■ **Saved data entries**:
-------
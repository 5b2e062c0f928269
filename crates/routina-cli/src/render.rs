//! Terminal rendering of widget views.

use std::collections::HashMap;
use std::sync::Mutex;

use colored::Colorize;
use routina_application::{ProductCard, RenderSink, WidgetView};
use routina_core::conversation::{Speaker, TranscriptEntry};
use routina_core::persistence::DisplayDirection;
use routina_core::product::{Product, ProductDetails};
use uuid::Uuid;

/// What has already been printed, so each render only prints changes.
#[derive(Default)]
struct Printed {
    /// Transcript entry id -> whether it was still pending when printed.
    entries: HashMap<Uuid, bool>,
    grid: Option<Vec<String>>,
    selection_revision: Option<u64>,
    direction: Option<DisplayDirection>,
}

/// Prints the parts of each view that changed since the previous render.
#[derive(Default)]
pub struct TerminalRenderSink {
    printed: Mutex<Printed>,
}

impl TerminalRenderSink {
    pub fn new() -> Self {
        Self::default()
    }
}

impl RenderSink for TerminalRenderSink {
    fn render(&self, view: &WidgetView) {
        let Ok(mut printed) = self.printed.lock() else {
            return;
        };

        if printed.direction != Some(view.direction) {
            if printed.direction.is_some() {
                println!(
                    "{}",
                    format!("Display direction: {}", view.direction).bright_black()
                );
            }
            printed.direction = Some(view.direction);
        }

        let grid = grid_lines(view);
        if printed.grid.as_ref() != Some(&grid) {
            for line in &grid {
                println!("{line}");
            }
            printed.grid = Some(grid);
        }

        if printed.selection_revision != Some(view.selection_revision) {
            if printed.selection_revision.is_some() || !view.selected.is_empty() {
                for line in selection_lines(view) {
                    println!("{line}");
                }
            }
            printed.selection_revision = Some(view.selection_revision);
        }

        for entry in &view.transcript {
            let shown_pending = printed.entries.get(&entry.id).copied();
            let needs_print = match shown_pending {
                None => true,
                Some(was_pending) => was_pending && !entry.pending,
            };
            if needs_print {
                println!("{}", transcript_line(entry, view.direction));
                printed.entries.insert(entry.id, entry.pending);
            }
        }
    }
}

fn grid_lines(view: &WidgetView) -> Vec<String> {
    if let Some(placeholder) = view.products_placeholder {
        return vec![placeholder.bright_black().to_string()];
    }
    view.products.iter().map(card_line).collect()
}

fn card_line(card: &ProductCard) -> String {
    let marker = if card.selected { "[x]" } else { "[ ]" };
    let line = format!(
        "{} {:>6}  {} - {} ({})",
        marker,
        card.product.id.to_string(),
        card.product.name,
        card.product.brand,
        card.product.category
    );
    if card.selected {
        line.bright_green().to_string()
    } else {
        line
    }
}

/// The selected-products list, or its placeholder.
pub fn selection_lines(view: &WidgetView) -> Vec<String> {
    if let Some(placeholder) = view.selected_placeholder {
        return vec![placeholder.bright_black().to_string()];
    }
    let header = format!("Selected ({}):", view.selected.len());
    let mut lines = vec![header.bright_yellow().to_string()];
    lines.extend(view.selected.iter().map(selected_line));
    lines
}

fn selected_line(product: &Product) -> String {
    format!("  - {} [{}]", product.name, product.id)
}

fn transcript_line(entry: &TranscriptEntry, direction: DisplayDirection) -> String {
    let text = align(&entry.text, direction);
    match (entry.speaker, entry.pending) {
        (Speaker::User, _) => format!("> {text}").green().to_string(),
        (Speaker::Assistant, true) => text.bright_black().italic().to_string(),
        (Speaker::Assistant, false) => text.bright_blue().to_string(),
    }
}

/// Right-aligns lines against the longest one in right-to-left mode.
fn align(text: &str, direction: DisplayDirection) -> String {
    if !direction.is_rtl() {
        return text.to_string();
    }
    let width = text.lines().map(|l| l.chars().count()).max().unwrap_or(0);
    text.lines()
        .map(|line| format!("{line:>width$}"))
        .collect::<Vec<_>>()
        .join("\n")
}

/// The "More Info" panel.
pub fn details_lines(details: &ProductDetails) -> Vec<String> {
    vec![
        details.name.bold().to_string(),
        details.brand.bright_black().to_string(),
        details.description.clone(),
    ]
}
-------
■ **Instructions for the task**:
Start at the first line of the entries and stop at the line with "let shown_pending = printed.entries.get(&entry.id).copied();". Retype each of those lines exactly, both ends included.

■ **Worked solution**:
repository 5b2e062c0f928269
filename crates/routina-cli/src/render.rs
//! Terminal rendering of widget views.

use std::collections::HashMap;
use std::sync::Mutex;

use colored::Colorize;
use routina_application::{ProductCard, RenderSink, WidgetView};
use routina_core::conversation::{Speaker, TranscriptEntry};
use routina_core::persistence::DisplayDirection;
use routina_core::product::{Product, ProductDetails};
use uuid::Uuid;

/// What has already been printed, so each render only prints changes.
#[derive(Default)]
struct Printed {
    /// Transcript entry id -> whether it was still pending when printed.
    entries: HashMap<Uuid, bool>,
    grid: Option<Vec<String>>,
    selection_revision: Option<u64>,
    direction: Option<DisplayDirection>,
}

/// Prints the parts of each view that changed since the previous render.
#[derive(Default)]
pub struct TerminalRenderSink {
    printed: Mutex<Printed>,
}

impl TerminalRenderSink {
    pub fn new() -> Self {
        Self::default()
    }
}

impl RenderSink for TerminalRenderSink {
    fn render(&self, view: &WidgetView) {
        let Ok(mut printed) = self.printed.lock() else {
            return;
        };

        if printed.direction != Some(view.direction) {
            if printed.direction.is_some() {
                println!(
                    "{}",
                    format!("Display direction: {}", view.direction).bright_black()
                );
            }
            printed.direction = Some(view.direction);
        }

        let grid = grid_lines(view);
        if printed.grid.as_ref() != Some(&grid) {
            for line in &grid {
                println!("{line}");
            }
            printed.grid = Some(grid);
        }

        if printed.selection_revision != Some(view.selection_revision) {
            if printed.selection_revision.is_some() || !view.selected.is_empty() {
                for line in selection_lines(view) {
                    println!("{line}");
                }
            }
            printed.selection_revision = Some(view.selection_revision);
        }

        for entry in &view.transcript {
            let shown_pending = printed.entries.get(&entry.id).copied();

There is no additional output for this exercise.